* **WHAT TO WORK ON**
For the word "SnapshotExpense", return each line of the data in which it occurs.

--- RECORDS PROVIDED Enclosed Below ---

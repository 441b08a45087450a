//! Notification repository implementation.

use std::sync::Arc;

use finsight_core::notifications::{Notification, NotificationRepositoryTrait};
use finsight_core::Result;

use crate::errors::IntoCore;
use crate::store::MemoryStore;

pub struct NotificationRepository {
    store: Arc<MemoryStore>,
}

impl NotificationRepository {
    pub fn new(store: Arc<MemoryStore>) -> Self {
        Self { store }
    }
}

impl NotificationRepositoryTrait for NotificationRepository {
    fn load_notifications(&self, user_id: &str) -> Result<Vec<Notification>> {
        Ok(self
            .store
            .notifications
            .get::<Vec<Notification>>(user_id)
            .into_core()?
            .unwrap_or_default())
    }

    fn save_notifications(&self, user_id: &str, notifications: Vec<Notification>) -> Result<()> {
        if notifications.is_empty() {
            self.store.notifications.remove(user_id);
            return Ok(());
        }
        self.store
            .notifications
            .put(user_id, &notifications)
            .into_core()
    }

    fn is_marked_unread(&self, user_id: &str) -> Result<bool> {
        Ok(self.store.unread_users.contains(user_id))
    }

    fn set_marked_unread(&self, user_id: &str, unread: bool) -> Result<()> {
        if unread {
            self.store.unread_users.insert(user_id.to_string());
        } else {
            self.store.unread_users.remove(user_id);
        }
        Ok(())
    }
}
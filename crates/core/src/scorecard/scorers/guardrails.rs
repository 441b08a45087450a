//! Guardrails usage scorer.

use crate::scorecard::errors::ScorecardError;
use crate::scorecard::model::{CategoryScore, FinancialSnapshot, ScoreCategory};
use crate::scorecard::traits::{CategoryScorer, ScoringContext};

const MAX_POINTS: u32 = 5;

fn coverage_points(limits: usize) -> u32 {
    match limits {
        0 => 0,
        1..=2 => 1,
        3..=4 => 2,
        _ => 3,
    }
}

fn adherence_points(fraction_within: f64) -> u32 {
    if fraction_within >= 0.9 {
        2
    } else if fraction_within >= 0.7 {
        1
    } else {
        0
    }
}

pub struct GuardrailsUsageScorer;

impl CategoryScorer for GuardrailsUsageScorer {
    fn category(&self) -> ScoreCategory {
        ScoreCategory::GuardrailsUsage
    }

    fn max_points(&self) -> u32 {
        MAX_POINTS
    }

    fn score(
        &self,
        snapshot: &FinancialSnapshot,
        _ctx: &ScoringContext,
    ) -> Result<CategoryScore, ScorecardError> {
        let limits = &snapshot.spending_limits;
        if limits.is_empty() {
            return Ok(CategoryScore::new(
                self.category(),
                0,
                MAX_POINTS,
                vec!["No spending limits configured".to_string()],
            ));
        }

        let within = limits.iter().filter(|l| !l.is_exceeded()).count();
        let fraction = within as f64 / limits.len() as f64;
        let details = vec![
            format!("{} spending limit(s) configured", limits.len()),
            format!("{} of {} limit(s) not exceeded", within, limits.len()),
        ];
        let points = coverage_points(limits.len()) + adherence_points(fraction);
        Ok(CategoryScore::new(self.category(), points, MAX_POINTS, details))
    }
}
//! Investment health scorer.

use std::collections::HashSet;

use crate::scorecard::errors::ScorecardError;
use crate::scorecard::model::{CategoryScore, FinancialSnapshot, ScoreCategory};
use crate::scorecard::traits::{CategoryScorer, ScoringContext};

const MAX_POINTS: u32 = 15;
const RETIREMENT_POINTS: u32 = 5;

fn diversity_points(distinct_types: usize) -> u32 {
    match distinct_types {
        0 => 0,
        1 => 1,
        2 => 3,
        _ => 5,
    }
}

fn amount_points(total: f64) -> u32 {
    if total >= 10_000.0 {
        5
    } else if total >= 5_000.0 {
        3
    } else if total >= 1_000.0 {
        2
    } else if total > 0.0 {
        1
    } else {
        0
    }
}

pub struct InvestmentHealthScorer;

impl CategoryScorer for InvestmentHealthScorer {
    fn category(&self) -> ScoreCategory {
        ScoreCategory::InvestmentHealth
    }

    fn max_points(&self) -> u32 {
        MAX_POINTS
    }

    fn score(
        &self,
        snapshot: &FinancialSnapshot,
        _ctx: &ScoringContext,
    ) -> Result<CategoryScore, ScorecardError> {
        let investments = &snapshot.investments;
        if investments.is_empty() {
            return Ok(CategoryScore::new(
                self.category(),
                0,
                MAX_POINTS,
                vec!["No investments recorded".to_string()],
            ));
        }

        let types: HashSet<String> = investments
            .iter()
            .map(|i| i.investment_type.trim().to_lowercase())
            .filter(|t| !t.is_empty())
            .collect();
        let total: f64 = investments.iter().map(|i| i.amount.max(0.0)).sum();
        let has_retirement = investments.iter().any(|i| i.is_retirement());

        let mut details = vec![
            format!("{} investment type(s) held", types.len()),
            format!("${:.0} invested in total", total),
        ];
        let mut points = diversity_points(types.len()) + amount_points(total);
        if has_retirement {
            points += RETIREMENT_POINTS;
            details.push("Contributing to a retirement account".to_string());
        } else {
            details.push("No retirement account found".to_string());
        }

        Ok(CategoryScore::new(self.category(), points, MAX_POINTS, details))
    }
}

#[cfg(test)]
mod tests {
    use super::*;
    use crate::scorecard::model::SnapshotInvestment;

    fn investment(name: &str, kind: &str, amount: f64) -> SnapshotInvestment {
        SnapshotInvestment {
            name: name.to_string(),
            investment_type: kind.to_string(),
            amount,
        }
    }

    fn ctx() -> ScoringContext {
        ScoringContext {
            savings_target: 30.0,
        }
    }

    #[test]
    fn test_diversified_with_retirement() {
        let snapshot = FinancialSnapshot {
            investments: vec![
                investment("Index fund", "ETF", 6000.0),
                investment("Company 401k", "Retirement", 5000.0),
                investment("Apple", "Stock", 500.0),
            ],
            ..Default::default()
        };
        let score = InvestmentHealthScorer.score(&snapshot, &ctx()).unwrap();
        assert_eq!(score.points, 15);
        assert_eq!(score.percentage, 100);
    }

    #[test]
    fn test_single_small_holding() {
        let snapshot = FinancialSnapshot {
            investments: vec![investment("Savings bond", "Bond", 800.0)],
            ..Default::default()
        };
        let score = InvestmentHealthScorer.score(&snapshot, &ctx()).unwrap();
        assert_eq!(score.points, 2);
        assert_eq!(score.percentage, 13);
    }

    #[test]
    fn test_none() {
        let score = InvestmentHealthScorer
            .score(&FinancialSnapshot::default(), &ctx())
            .unwrap();
        assert_eq!(score.points, 0);
    }
}
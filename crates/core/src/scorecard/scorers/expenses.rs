//! Expense control scorer.

use crate::constants::DEFAULT_EXPENSE_CATEGORY;
use crate::scorecard::errors::ScorecardError;
use crate::scorecard::model::{CategoryScore, FinancialSnapshot, ScoreCategory, SnapshotExpense};
use crate::scorecard::traits::{CategoryScorer, ScoringContext};

const MAX_POINTS: u32 = 15;
const CATEGORIZATION_POINTS: f64 = 5.0;
const BUDGET_POINTS: f64 = 10.0;

fn is_categorized(expense: &SnapshotExpense) -> bool {
    expense
        .category
        .as_deref()
        .map(str::trim)
        .map(|c| !c.is_empty() && !c.eq_ignore_ascii_case(DEFAULT_EXPENSE_CATEGORY))
        .unwrap_or(false)
}

fn spend_in(expenses: &[SnapshotExpense], category: &str) -> f64 {
    expenses
        .iter()
        .filter(|e| {
            e.category
                .as_deref()
                .map(|c| c.trim().eq_ignore_ascii_case(category.trim()))
                .unwrap_or(false)
        })
        .map(|e| e.amount.abs())
        .sum()
}

pub struct ExpenseControlScorer;

impl CategoryScorer for ExpenseControlScorer {
    fn category(&self) -> ScoreCategory {
        ScoreCategory::ExpenseControl
    }

    fn max_points(&self) -> u32 {
        MAX_POINTS
    }

    fn score(
        &self,
        snapshot: &FinancialSnapshot,
        _ctx: &ScoringContext,
    ) -> Result<CategoryScore, ScorecardError> {
        let expenses = &snapshot.expenses;
        let mut details = Vec::new();

        let categorization_points = if expenses.is_empty() {
            details.push("No expenses recorded".to_string());
            0
        } else {
            let categorized = expenses.iter().filter(|e| is_categorized(e)).count();
            let fraction = categorized as f64 / expenses.len() as f64;
            details.push(format!("{:.0}% of expenses categorized", fraction * 100.0));
            (fraction * CATEGORIZATION_POINTS).round() as u32
        };

        let budget_points = if snapshot.budgets.is_empty() {
            details.push("No budgets set".to_string());
            0
        } else {
            let under = snapshot
                .budgets
                .iter()
                .filter(|b| spend_in(expenses, &b.category) <= b.limit)
                .count();
            details.push(format!(
                "{} of {} budget(s) on track",
                under,
                snapshot.budgets.len()
            ));
            (under as f64 / snapshot.budgets.len() as f64 * BUDGET_POINTS).round() as u32
        };

        Ok(CategoryScore::new(
            self.category(),
            (categorization_points + budget_points).min(MAX_POINTS),
            MAX_POINTS,
            details,
        ))
    }
}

--- End of Enclosed RECORDS PROVIDED ---

* **SOLVED EXERCISE**
use crate::scorecard::model::{CategoryScore, FinancialSnapshot, ScoreCategory, SnapshotExpense};
fn is_categorized(expense: &SnapshotExpense) -> bool {
fn spend_in(expenses: &[SnapshotExpense], category: &str) -> f64 {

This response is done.